Nonostante il numero di decessi per coronavirus in Belgio rimanga relativamente basso, il numero medio è aumentato costantemente fino a 8 al giorno, secondo i dati riportati da Sciensano giovedì. Si registra quindi un lento ma continuo aumento di decessi.

Nella settimana dal 23 al 29 settembre ci sono stati in media 8.1 decessi al giorno – un aumento rispetto agli 5.7 della settimana precedente. Nella prima metà di settembre, il Belgio ha riportato approssimativamente dalle 2 alle 3 morti giornaliere.

Il Belgio ha superato i 10.000 decessi lo scorso mercoledì. Il numero totale al momento ammonta a 10.037 – 14 più di ieri.

Inoltre, circa 1,758.6 persone sono risultate positive al virus in Belgio durante la settimana tra il 23 e il 29 settembre.

Nelle scorse due settimane, sono stati confermati 203 contagi per 100mila persone. È un aumento del 95%, ma secondo Sciensiano la percentuale di aumento dei casi sta rallentando.

Il numero totale di casi confermati in Belgio dall’inizio della pandemia è di 124,234. Il numero totale comprende tutti gli individui in Belgio che sono stati contagiati, e include sia casi attivi confermati che pazienti che nel frattempo sono guariti, o sono deceduti a causa del virus.

Dall’inizio della pandemia, sono stati eseguiti un totale di oltre 3.3 milioni di test. Dei quali, 36mila sono stati fatti durante la scorsa settimana, e il 5.8% di questi sono risultati positivi. Si registra, quindi, un aumento rispetto al 5.1% della scorsa settimana.

Ciò indica che, anche se viene effettuato un maggior numero di test, che naturalmente porta alla conferma di più casi – l’epidemia è ancora in crescita.

Tra il 23 e il 30 settembre ci sono stati in media 68.4 ospedalizzazioni al giorno, in aumento dai 66.6 della settimana prima.

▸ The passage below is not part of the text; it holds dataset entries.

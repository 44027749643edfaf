use sea_orm_migration::{prelude::*, schema::*};

use crate::m20251101_000001_team::Team;

static FK_APPROVED_OWNER_TEAM_ID: &str = "fk-approved_owner-team_id";

#[derive(DeriveMigrationName)]
pub struct Migration;

#[async_trait::async_trait]
impl MigrationTrait for Migration {
    async fn up(&self, manager: &SchemaManager) -> Result<(), DbErr> {
        manager
            .create_table(
                Table::create()
                    .table(ApprovedOwner::Table)
                    .if_not_exists()
                    .col(pk_auto(ApprovedOwner::Id))
                    .col(integer_uniq(ApprovedOwner::TeamId))
                    .col(boolean(ApprovedOwner::IsAdmin).default(false))
                    .col(timestamp(ApprovedOwner::CreatedAt))
                    .to_owned(),
            )
            .await?;

        manager
            .create_foreign_key(
                ForeignKey::create()
                    .name(FK_APPROVED_OWNER_TEAM_ID)
                    .from_tbl(ApprovedOwner::Table)
                    .from_col(ApprovedOwner::TeamId)
                    .to_tbl(Team::Table)
                    .to_col(Team::Id)
                    .on_delete(ForeignKeyAction::Cascade)
                    .to_owned(),
            )
            .await?;

        Ok(())
    }

    async fn down(&self, manager: &SchemaManager) -> Result<(), DbErr> {
        manager
            .drop_foreign_key(
                ForeignKey::drop()
                    .name(FK_APPROVED_OWNER_TEAM_ID)
                    .table(ApprovedOwner::Table)
                    .to_owned(),
            )
            .await?;

        manager
            .drop_table(Table::drop().table(ApprovedOwner::Table).to_owned())
            .await?;

        Ok(())
    }
}

#[derive(DeriveIden)]
pub enum ApprovedOwner {
    Table,
    Id,
    TeamId,
    IsAdmin,
    CreatedAt,
}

In totale, 789 sono attualmente in ospedale – 16 più di ieri. Di questi, 163 sono in terapia intensiva, 7 più di ieri. 72 pazienti sono attaccati ai ventilatori – uno più di ieri.

Secondo i dati di Sciensiano, il numero di riproduzione del Belgio al momento è di 1.07. Ciò significa che una persona infetta contagia in media più di un’altra persona. Di conseguenza, si può affermare che l’epidemia è ancora in crescita.